What I’m up to here is a brief article about the partly Ontario Arts Council-funded research trip I have been on since early March. I have been abroad exploring the years of exile of literary critic and theorist, Walter Benjamin. Benjamin, a Jewish Berliner, fled to Paris when the National Socialists came to power in 1933. In 1940, with a US visa in hand, Benjamin climbed the haute Pyrenees up to the Spanish border at Port Bou. The plan was to get out of France, cross Spain and take a ship to New York from Lisbon. Dragging a heavy suitcase, he climbed up the mountains to Port Bou. On the trail, Benjamin said the valise was more important than his own life. Benjamin made it but they found him dead in Port Bou the next morning under cloudy circumstances. I wanted to hike that same trail. I didn’t make Port Bou but did make Toronto.

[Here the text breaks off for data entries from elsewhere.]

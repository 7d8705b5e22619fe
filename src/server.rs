//! HTTP API.
//!
//! JSON endpoints for chat, events, admin login and reindexing. Errors are
//! returned as `{"error": "<message>"}`.

use crate::auth::{AuthService, Claims, TokenResponse};
use crate::error::HelperError;
use crate::events::{Event, EventInput, EventStore};
use crate::index::{IndexService, IndexStatus, RebuildOutcome};
use crate::rag::QueryService;
use axum::{
    extract::{Path, State},
    http::{header::AUTHORIZATION, HeaderMap, StatusCode},
    response::{IntoResponse, Response},
    routing::{delete, get, post},
    Json, Router,
};
use serde::{Deserialize, Serialize};
use std::sync::Arc;
use tokio::net::TcpListener;
use tower_http::cors::{Any, CorsLayer};
use tracing::{error, info, warn};

/// Shared application state.
pub struct AppState {
    pub index: Arc<IndexService>,
    pub events: Arc<EventStore>,
    pub auth: Arc<AuthService>,
    pub query: Arc<QueryService>,
}

impl AppState {
    fn require_admin(&self, headers: &HeaderMap) -> Result<Claims, ApiError> {
        let header = headers.get(AUTHORIZATION).and_then(|v| v.to_str().ok());
        Ok(self.auth.authorize_header(header)?)
    }
}

/// Build the router with permissive CORS.
pub fn router(state: Arc<AppState>) -> Router {
    let cors = CorsLayer::new()
        .allow_origin(Any)
        .allow_methods(Any)
        .allow_headers(Any);

    Router::new()
        .route("/health", get(health))
        .route("/chat", post(chat))
        .route("/events", get(list_events).post(create_event))
        .route("/events/{id}", delete(delete_event))
        .route("/login", post(login))
        .route("/admin/reindex", post(reindex))
        .layer(cors)
        .with_state(state)
}

/// Serve the API on an already-bound listener until the process stops.
pub async fn serve(listener: TcpListener, state: Arc<AppState>) -> std::io::Result<()> {
    axum::serve(listener, router(state)).await
}

// === Errors ===

/// A [`HelperError`] on its way to becoming an HTTP response.
pub struct ApiError(HelperError);

impl From<HelperError> for ApiError {
    fn from(err: HelperError) -> Self {
        Self(err)
    }
}

impl ApiError {
    fn status(&self) -> StatusCode {
        match &self.0 {
            HelperError::InvalidInput(_) => StatusCode::BAD_REQUEST,
            HelperError::Unauthorized(_) => StatusCode::UNAUTHORIZED,
            HelperError::NotFound(_) => StatusCode::NOT_FOUND,
            _ => StatusCode::INTERNAL_SERVER_ERROR,
        }
    }
}

impl IntoResponse for ApiError {
    fn into_response(self) -> Response {
        let status = self.status();
        let message = match &self.0 {
            HelperError::InvalidInput(msg) => msg.clone(),
            other => other.to_string(),
        };
        if status.is_server_error() {
            error!("Request failed: {}", message);
        }
        (status, Json(ErrorResponse { error: message })).into_response()
    }
}

// === Request/Response Types ===

#[derive(Serialize)]
struct ErrorResponse {
    error: String,
}

#[derive(Deserialize)]
struct ChatRequest {
    message: String,
}

#[derive(Serialize)]
struct ChatResponse {
    response: String,
}

#[derive(Deserialize)]
struct LoginRequest {
    username: String,
    password: String,
}

#[derive(Serialize)]
struct MessageResponse {
    message: String,
}

#[derive(Serialize)]
struct HealthResponse {
    status: &'static str,
    index: IndexStatus,
}

// === Handlers ===

async fn health(State(state): State<Arc<AppState>>) -> impl IntoResponse {
    Json(HealthResponse {
        status: "ok",
        index: state.index.status(),
    })
}

async fn chat(
    State(state): State<Arc<AppState>>,
    Json(req): Json<ChatRequest>,
) -> Result<Json<ChatResponse>, ApiError> {
    let response = state.query.answer(&req.message).await?;
    Ok(Json(ChatResponse {
        response: response.answer,
    }))
}

async fn list_events(State(state): State<Arc<AppState>>) -> Result<Json<Vec<Event>>, ApiError> {
    Ok(Json(state.events.list().await?))
}

async fn create_event(
    State(state): State<Arc<AppState>>,
    headers: HeaderMap,
    Json(input): Json<EventInput>,
) -> Result<Json<Event>, ApiError> {
    state.require_admin(&headers)?;
    Ok(Json(state.events.create(input).await?))
}

async fn delete_event(
    State(state): State<Arc<AppState>>,
    headers: HeaderMap,
    Path(id): Path<String>,
) -> Result<StatusCode, ApiError> {
    state.require_admin(&headers)?;
    state.events.delete(&id).await?;
    Ok(StatusCode::NO_CONTENT)
}

async fn login(
    State(state): State<Arc<AppState>>,
    Json(req): Json<LoginRequest>,
) -> Result<Json<TokenResponse>, ApiError> {
    Ok(Json(state.auth.login(&req.username, &req.password)?))
}

async fn reindex(
    State(state): State<Arc<AppState>>,
    headers: HeaderMap,
) -> Result<Json<MessageResponse>, ApiError> {
    state.require_admin(&headers)?;

    let index = Arc::clone(&state.index);
    tokio::spawn(async move {
        match index.rebuild().await {
            Ok(RebuildOutcome::Installed { chunks, generation, .. }) => {
                info!("Admin reindex installed generation {} ({} chunks)", generation, chunks)
            }
            Ok(RebuildOutcome::Empty) => info!("Admin reindex found no documents"),
            Err(e) => warn!("Admin reindex failed: {}", e),
        }
    });

    Ok(Json(MessageResponse {
        message: "Reindexing started in background.".to_string(),
    }))
}

#[cfg(test)]
mod tests {
    use super::*;
    use crate::chunking::ChunkingConfig;
    use crate::config::{AuthSettings, Prompts};
    use crate::testing::{KeywordEmbedder, ScriptedChatModel};
    use serde_json::{json, Value};
    use std::time::Duration;
    use tempfile::TempDir;

    struct TestServer {
        base: String,
        dir: TempDir,
        state: Arc<AppState>,
        embedder: Arc<KeywordEmbedder>,
        chat: Arc<ScriptedChatModel>,
        client: reqwest::Client,
    }

    impl TestServer {
        async fn start() -> Self {
            let dir = tempfile::tempdir().unwrap();
            std::fs::create_dir_all(dir.path().join("kb")).unwrap();

            let embedder = Arc::new(KeywordEmbedder::new());
            let chat = Arc::new(ScriptedChatModel::new("Orientation Day is next week."));
            let index = Arc::new(IndexService::new(
                dir.path().join("kb"),
                dir.path().join("index"),
                ChunkingConfig::default(),
                embedder.clone(),
            ));
            let events = Arc::new(EventStore::new(dir.path().join("events.json")));
            events.seed_if_empty().await.unwrap();
            let auth = Arc::new(AuthService::new(&AuthSettings {
                admin_password: "s3cret".to_string(),
                secret_key: "signing-key".to_string(),
                ..AuthSettings::default()
            }));
            let query = Arc::new(QueryService::new(
                index.clone(),
                events.clone(),
                chat.clone(),
                Prompts::default(),
                3,
            ));
            let state = Arc::new(AppState {
                index,
                events,
                auth,
                query,
            });

            let listener = TcpListener::bind("127.0.0.1:0").await.unwrap();
            let base = format!("http://{}", listener.local_addr().unwrap());
            tokio::spawn(serve(listener, state.clone()));

            Self {
                base,
                dir,
                state,
                embedder,
                chat,
                client: reqwest::Client::new(),
            }
        }

        fn url(&self, path: &str) -> String {
            format!("{}{}", self.base, path)
        }

        async fn token(&self) -> String {
            let body: Value = self
                .client
                .post(self.url("/login"))
                .json(&json!({"username": "admin", "password": "s3cret"}))
                .send()
                .await
                .unwrap()
                .json()
                .await
                .unwrap();
            body["access_token"].as_str().unwrap().to_string()
        }

        async fn event_count(&self) -> usize {
            self.state.events.list().await.unwrap().len()
        }
    }

    #[tokio::test]
    async fn test_seeded_events_are_listed() {
        let server = TestServer::start().await;
        let resp = server.client.get(server.url("/events")).send().await.unwrap();
        assert_eq!(resp.status(), 200);

        let events: Vec<Event> = resp.json().await.unwrap();
        let names: Vec<&str> = events.iter().map(|e| e.name.as_str()).collect();
        assert_eq!(names, vec!["Orientation Day", "Coding Club Meetup"]);
    }

    #[tokio::test]
    async fn test_login() {
        let server = TestServer::start().await;
        let resp = server
            .client
            .post(server.url("/login"))
            .json(&json!({"username": "admin", "password": "nope"}))
            .send()
            .await
            .unwrap();
        assert_eq!(resp.status(), 401);
        let body: Value = resp.json().await.unwrap();
        assert_eq!(body["error"], "Incorrect username or password");

        assert!(!server.token().await.is_empty());
    }

    #[tokio::test]
    async fn test_create_event_requires_token() {
        let server = TestServer::start().await;
        let event = json!({
            "name": "Career Fair",
            "date": "2030-02-01",
            "location": "Gym",
            "details": "Bring your CV."
        });

        let resp = server.client.post(server.url("/events")).json(&event).send().await.unwrap();
        assert_eq!(resp.status(), 401);
        let resp = server
            .client
            .post(server.url("/events"))
            .bearer_auth("forged.token.value")
            .json(&event)
            .send()
            .await
            .unwrap();
        assert_eq!(resp.status(), 401);
        assert_eq!(server.event_count().await, 2);

        let resp = server
            .client
            .post(server.url("/events"))
            .bearer_auth(server.token().await)
            .json(&event)
            .send()
            .await
            .unwrap();
        assert_eq!(resp.status(), 200);
        let created: Event = resp.json().await.unwrap();
        assert_eq!(created.name, "Career Fair");
        assert!(!created.id.is_empty());
        assert_eq!(server.event_count().await, 3);
    }

    #[tokio::test]
    async fn test_create_event_rejects_bad_date() {
        let server = TestServer::start().await;
        let resp = server
            .client
            .post(server.url("/events"))
            .bearer_auth(server.token().await)
            .json(&json!({"name": "X", "date": "tomorrow", "location": "", "details": ""}))
            .send()
            .await
            .unwrap();
        assert_eq!(resp.status(), 400);
        assert_eq!(server.event_count().await, 2);
    }

    #[tokio::test]
    async fn test_delete_event() {
        let server = TestServer::start().await;
        let token = server.token().await;

        let resp = server
            .client
            .delete(server.url("/events/does-not-exist"))
            .bearer_auth(&token)
            .send()
            .await
            .unwrap();
        assert_eq!(resp.status(), 404);
        let body: Value = resp.json().await.unwrap();
        assert_eq!(body["error"], "Event not found");
        assert_eq!(server.event_count().await, 2);

        let id = server.state.events.list().await.unwrap()[0].id.clone();
        let resp = server
            .client
            .delete(server.url(&format!("/events/{}", id)))
            .send()
            .await
            .unwrap();
        assert_eq!(resp.status(), 401);

        let resp = server
            .client
            .delete(server.url(&format!("/events/{}", id)))
            .bearer_auth(&token)
            .send()
            .await
            .unwrap();
        assert_eq!(resp.status(), 204);
        assert_eq!(server.event_count().await, 1);
    }

    #[tokio::test]
    async fn test_empty_chat_is_rejected_without_model_calls() {
        let server = TestServer::start().await;
        std::fs::write(server.dir.path().join("kb/info.txt"), "Campus opens at 8am.").unwrap();

        let resp = server
            .client
            .post(server.url("/chat"))
            .json(&json!({"message": "   "}))
            .send()
            .await
            .unwrap();
        assert_eq!(resp.status(), 400);
        let body: Value = resp.json().await.unwrap();
        assert_eq!(body["error"], "Empty message");
        assert_eq!(server.embedder.calls(), 0);
        assert_eq!(server.chat.calls(), 0);
    }

    #[tokio::test]
    async fn test_chat_answers_and_reports_unavailable_index() {
        let server = TestServer::start().await;

        let resp = server
            .client
            .post(server.url("/chat"))
            .json(&json!({"message": "When is orientation?"}))
            .send()
            .await
            .unwrap();
        assert_eq!(resp.status(), 500);
        let body: Value = resp.json().await.unwrap();
        assert_eq!(body["error"], "Vector store not available.");

        std::fs::write(server.dir.path().join("kb/info.txt"), "Orientation is held in the Main Auditorium.").unwrap();
        let resp = server
            .client
            .post(server.url("/chat"))
            .json(&json!({"message": "When is orientation?"}))
            .send()
            .await
            .unwrap();
        assert_eq!(resp.status(), 200);
        let body: Value = resp.json().await.unwrap();
        assert_eq!(body["response"], "Orientation Day is next week.");
    }

    #[tokio::test]
    async fn test_reindex_runs_in_background() {
        let server = TestServer::start().await;
        std::fs::write(server.dir.path().join("kb/info.txt"), "Parking permits are required.").unwrap();

        let resp = server.client.post(server.url("/admin/reindex")).send().await.unwrap();
        assert_eq!(resp.status(), 401);

        let resp = server
            .client
            .post(server.url("/admin/reindex"))
            .bearer_auth(server.token().await)
            .send()
            .await
            .unwrap();
        assert_eq!(resp.status(), 200);
        let body: Value = resp.json().await.unwrap();
        assert_eq!(body["message"], "Reindexing started in background.");

        let mut installed = false;
        for _ in 0..100 {
            let health: Value = server
                .client
                .get(server.url("/health"))
                .send()
                .await
                .unwrap()
                .json()
                .await
                .unwrap();
            if health["index"]["installed"] == true {
                assert_eq!(health["index"]["generation"], 1);
                installed = true;
                break;
            }
            tokio::time::sleep(Duration::from_millis(20)).await;
        }
        assert!(installed);
    }
}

I’m in Canada as a queer American exile, thank you very much. Glad to be here and glad to contribute. Being unceremoniously booted from your own country because you happen to fall in love with a dude is, shall we say, disorienting. Walter Benjamin had a similar experience in 1933 when Hitler came to power. Though accused of barely being able to brew a cup of tea, Benjamin was a scholar, critic and writer (not to mention hashish smoker) par excellence. In spite of the National Socialists, his bitter humour never failed him. The air is growing thick and bitter in Berlin, he said in 1932. But, he added, this hardly matters when one is being strangled.

Now that I am extracted from les herbes sauvage, and writing this from le niveau 6 du Centre Pompidou on Paris’ most blisteringly hot day yet, after running into Calgary spoken word artist Sheri-D in the elevator on four, it occurs to me that I don’t personally know any other writers who, as part of their process, run off to make sensual and visceral contact with their subject. But, then again, I don’t get out much. I’m not talking journalism per se but rather geography, objects, smells, tastes and sounds. The way it works is that these sensory perceptions enter my imagination, are organized by my emotional attachments and then find their way out as trace in my authoring.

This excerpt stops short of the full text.